*** SUPPLIED RECORDS ***

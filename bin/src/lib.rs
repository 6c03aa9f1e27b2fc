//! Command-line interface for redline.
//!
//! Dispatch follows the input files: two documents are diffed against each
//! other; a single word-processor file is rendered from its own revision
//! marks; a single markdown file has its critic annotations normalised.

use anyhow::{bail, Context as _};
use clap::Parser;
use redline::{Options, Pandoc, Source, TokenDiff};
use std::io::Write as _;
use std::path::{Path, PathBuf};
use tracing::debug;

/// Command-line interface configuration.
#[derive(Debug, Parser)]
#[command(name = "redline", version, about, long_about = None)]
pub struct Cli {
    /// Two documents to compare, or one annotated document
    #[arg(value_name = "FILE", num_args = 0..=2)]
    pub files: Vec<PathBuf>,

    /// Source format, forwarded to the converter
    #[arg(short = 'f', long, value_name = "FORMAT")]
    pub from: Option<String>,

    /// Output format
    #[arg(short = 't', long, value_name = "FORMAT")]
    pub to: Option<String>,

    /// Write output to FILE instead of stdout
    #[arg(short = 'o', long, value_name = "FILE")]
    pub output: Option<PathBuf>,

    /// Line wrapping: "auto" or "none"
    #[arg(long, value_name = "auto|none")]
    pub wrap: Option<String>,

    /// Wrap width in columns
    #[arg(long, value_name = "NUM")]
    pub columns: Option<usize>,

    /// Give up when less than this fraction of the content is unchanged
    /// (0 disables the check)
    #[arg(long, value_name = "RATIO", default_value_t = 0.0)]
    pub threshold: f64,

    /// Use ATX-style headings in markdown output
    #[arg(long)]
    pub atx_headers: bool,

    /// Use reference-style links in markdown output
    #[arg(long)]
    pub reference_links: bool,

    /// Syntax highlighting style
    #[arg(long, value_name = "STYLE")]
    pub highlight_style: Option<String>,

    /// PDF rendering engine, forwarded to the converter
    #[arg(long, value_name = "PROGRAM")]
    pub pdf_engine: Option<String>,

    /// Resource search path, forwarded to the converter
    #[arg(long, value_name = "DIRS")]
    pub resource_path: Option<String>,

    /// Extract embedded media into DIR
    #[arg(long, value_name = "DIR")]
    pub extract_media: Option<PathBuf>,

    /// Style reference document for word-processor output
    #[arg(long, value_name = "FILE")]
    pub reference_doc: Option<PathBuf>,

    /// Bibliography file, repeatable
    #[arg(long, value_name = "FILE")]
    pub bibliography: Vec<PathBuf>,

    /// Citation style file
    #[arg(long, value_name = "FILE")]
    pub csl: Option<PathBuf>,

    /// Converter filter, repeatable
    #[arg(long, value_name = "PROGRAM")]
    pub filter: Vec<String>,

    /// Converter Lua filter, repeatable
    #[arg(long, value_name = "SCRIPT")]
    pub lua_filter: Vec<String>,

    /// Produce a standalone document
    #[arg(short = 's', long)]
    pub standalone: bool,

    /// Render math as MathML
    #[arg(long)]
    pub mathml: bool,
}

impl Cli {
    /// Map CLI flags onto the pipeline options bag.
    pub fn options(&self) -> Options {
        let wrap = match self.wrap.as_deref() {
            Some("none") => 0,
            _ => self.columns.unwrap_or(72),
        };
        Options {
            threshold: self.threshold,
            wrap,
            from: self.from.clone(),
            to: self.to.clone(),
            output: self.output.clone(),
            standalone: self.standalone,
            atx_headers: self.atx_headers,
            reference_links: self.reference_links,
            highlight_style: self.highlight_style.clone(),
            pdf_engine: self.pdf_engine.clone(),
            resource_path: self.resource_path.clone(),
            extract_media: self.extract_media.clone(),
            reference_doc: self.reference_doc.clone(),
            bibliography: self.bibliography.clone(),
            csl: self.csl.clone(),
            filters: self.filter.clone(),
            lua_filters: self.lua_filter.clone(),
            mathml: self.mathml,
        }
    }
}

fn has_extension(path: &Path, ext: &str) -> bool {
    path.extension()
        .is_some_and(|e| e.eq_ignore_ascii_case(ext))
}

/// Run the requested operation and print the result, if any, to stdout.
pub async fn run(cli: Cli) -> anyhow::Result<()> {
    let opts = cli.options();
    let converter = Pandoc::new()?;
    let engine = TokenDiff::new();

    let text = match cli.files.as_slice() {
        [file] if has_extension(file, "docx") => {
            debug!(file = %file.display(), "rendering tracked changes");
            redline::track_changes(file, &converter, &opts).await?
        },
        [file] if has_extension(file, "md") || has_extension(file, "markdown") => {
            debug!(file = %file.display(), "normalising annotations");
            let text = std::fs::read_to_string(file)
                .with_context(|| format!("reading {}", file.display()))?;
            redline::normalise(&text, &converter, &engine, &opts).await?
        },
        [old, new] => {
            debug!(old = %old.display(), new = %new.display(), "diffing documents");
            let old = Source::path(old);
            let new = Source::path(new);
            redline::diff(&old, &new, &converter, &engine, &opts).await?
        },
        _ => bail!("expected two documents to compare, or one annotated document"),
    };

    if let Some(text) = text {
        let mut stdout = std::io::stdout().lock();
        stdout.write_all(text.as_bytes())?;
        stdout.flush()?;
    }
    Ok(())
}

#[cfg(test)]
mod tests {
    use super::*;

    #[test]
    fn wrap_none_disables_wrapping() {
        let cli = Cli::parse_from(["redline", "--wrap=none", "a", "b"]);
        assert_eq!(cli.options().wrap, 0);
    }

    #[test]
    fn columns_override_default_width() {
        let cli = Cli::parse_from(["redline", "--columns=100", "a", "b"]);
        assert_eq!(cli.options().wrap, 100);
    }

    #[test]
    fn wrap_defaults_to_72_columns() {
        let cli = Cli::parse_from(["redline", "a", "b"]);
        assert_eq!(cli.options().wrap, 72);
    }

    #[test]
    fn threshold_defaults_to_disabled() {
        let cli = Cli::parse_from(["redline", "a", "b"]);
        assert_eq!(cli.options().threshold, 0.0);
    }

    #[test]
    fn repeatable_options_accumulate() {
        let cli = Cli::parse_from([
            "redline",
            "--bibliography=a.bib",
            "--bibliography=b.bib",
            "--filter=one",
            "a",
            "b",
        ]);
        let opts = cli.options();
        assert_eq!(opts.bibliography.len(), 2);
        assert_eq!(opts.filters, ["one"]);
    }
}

*** End of SUPPLIED RECORDS ***
*** SUPPLIED RECORDS ***

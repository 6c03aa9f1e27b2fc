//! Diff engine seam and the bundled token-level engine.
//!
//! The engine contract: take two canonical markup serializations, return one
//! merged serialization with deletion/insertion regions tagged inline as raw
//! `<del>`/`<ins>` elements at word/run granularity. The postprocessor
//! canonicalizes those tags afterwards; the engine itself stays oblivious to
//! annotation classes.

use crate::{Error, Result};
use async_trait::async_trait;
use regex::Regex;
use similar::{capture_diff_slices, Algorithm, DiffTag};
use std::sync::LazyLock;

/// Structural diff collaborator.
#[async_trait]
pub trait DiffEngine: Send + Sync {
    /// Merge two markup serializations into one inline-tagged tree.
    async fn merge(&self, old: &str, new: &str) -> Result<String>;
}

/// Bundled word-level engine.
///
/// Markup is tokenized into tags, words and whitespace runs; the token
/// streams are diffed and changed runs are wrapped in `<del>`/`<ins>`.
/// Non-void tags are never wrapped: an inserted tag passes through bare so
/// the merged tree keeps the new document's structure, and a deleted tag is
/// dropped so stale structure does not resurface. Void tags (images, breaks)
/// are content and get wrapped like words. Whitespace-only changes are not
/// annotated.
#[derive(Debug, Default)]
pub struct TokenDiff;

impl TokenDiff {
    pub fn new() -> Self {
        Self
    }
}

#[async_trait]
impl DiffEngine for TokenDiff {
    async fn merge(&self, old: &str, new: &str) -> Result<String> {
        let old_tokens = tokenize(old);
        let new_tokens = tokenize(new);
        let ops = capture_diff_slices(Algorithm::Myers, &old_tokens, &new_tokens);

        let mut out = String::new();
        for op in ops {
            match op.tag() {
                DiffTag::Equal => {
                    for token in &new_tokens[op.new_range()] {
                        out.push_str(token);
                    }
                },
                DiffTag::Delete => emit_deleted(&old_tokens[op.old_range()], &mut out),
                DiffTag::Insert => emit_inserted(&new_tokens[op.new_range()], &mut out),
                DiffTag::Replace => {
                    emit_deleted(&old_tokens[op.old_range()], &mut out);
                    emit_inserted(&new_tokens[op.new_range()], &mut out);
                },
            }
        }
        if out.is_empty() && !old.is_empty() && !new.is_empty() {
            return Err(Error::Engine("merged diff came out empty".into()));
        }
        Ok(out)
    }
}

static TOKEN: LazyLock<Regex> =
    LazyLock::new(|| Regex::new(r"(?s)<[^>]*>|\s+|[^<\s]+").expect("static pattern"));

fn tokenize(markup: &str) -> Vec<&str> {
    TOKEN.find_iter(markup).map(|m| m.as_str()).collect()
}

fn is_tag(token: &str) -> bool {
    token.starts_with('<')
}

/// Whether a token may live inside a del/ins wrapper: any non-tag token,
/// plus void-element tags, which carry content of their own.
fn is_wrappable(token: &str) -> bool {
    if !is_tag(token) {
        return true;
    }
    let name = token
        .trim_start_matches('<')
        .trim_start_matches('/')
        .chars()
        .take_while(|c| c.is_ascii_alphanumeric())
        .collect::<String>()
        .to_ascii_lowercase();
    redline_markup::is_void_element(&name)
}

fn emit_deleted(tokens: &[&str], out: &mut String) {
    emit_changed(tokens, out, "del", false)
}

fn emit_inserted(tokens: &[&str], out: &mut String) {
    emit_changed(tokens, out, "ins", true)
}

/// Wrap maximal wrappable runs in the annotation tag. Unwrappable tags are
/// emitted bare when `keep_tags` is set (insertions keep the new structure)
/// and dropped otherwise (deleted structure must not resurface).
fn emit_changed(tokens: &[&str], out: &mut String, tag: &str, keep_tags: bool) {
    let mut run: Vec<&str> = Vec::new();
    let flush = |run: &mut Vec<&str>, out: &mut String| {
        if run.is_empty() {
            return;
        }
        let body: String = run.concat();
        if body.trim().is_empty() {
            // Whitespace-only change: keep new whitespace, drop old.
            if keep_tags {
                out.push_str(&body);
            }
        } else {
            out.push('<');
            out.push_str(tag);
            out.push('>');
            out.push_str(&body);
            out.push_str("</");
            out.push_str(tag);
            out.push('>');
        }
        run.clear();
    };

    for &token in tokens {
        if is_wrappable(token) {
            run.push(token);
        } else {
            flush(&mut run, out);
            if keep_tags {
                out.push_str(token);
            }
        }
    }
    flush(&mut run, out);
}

*** End of SUPPLIED RECORDS ***

WORK TO COMPLETE: Retype exactly the lines above, from the one with "static TOKEN: LazyLock<Regex>" through the one with "let name = token", inclusive.

RESPONSE TO THE EXERCISE:
static TOKEN: LazyLock<Regex> =
    LazyLock::new(|| Regex::new(r"(?s)<[^>]*>|\s+|[^<\s]+").expect("static pattern"));

fn tokenize(markup: &str) -> Vec<&str> {
    TOKEN.find_iter(markup).map(|m| m.as_str()).collect()
}

fn is_tag(token: &str) -> bool {
    token.starts_with('<')
}

/// Whether a token may live inside a del/ins wrapper: any non-tag token,
/// plus void-element tags, which carry content of their own.
fn is_wrappable(token: &str) -> bool {
    if !is_tag(token) {
        return true;
    }
    let name = token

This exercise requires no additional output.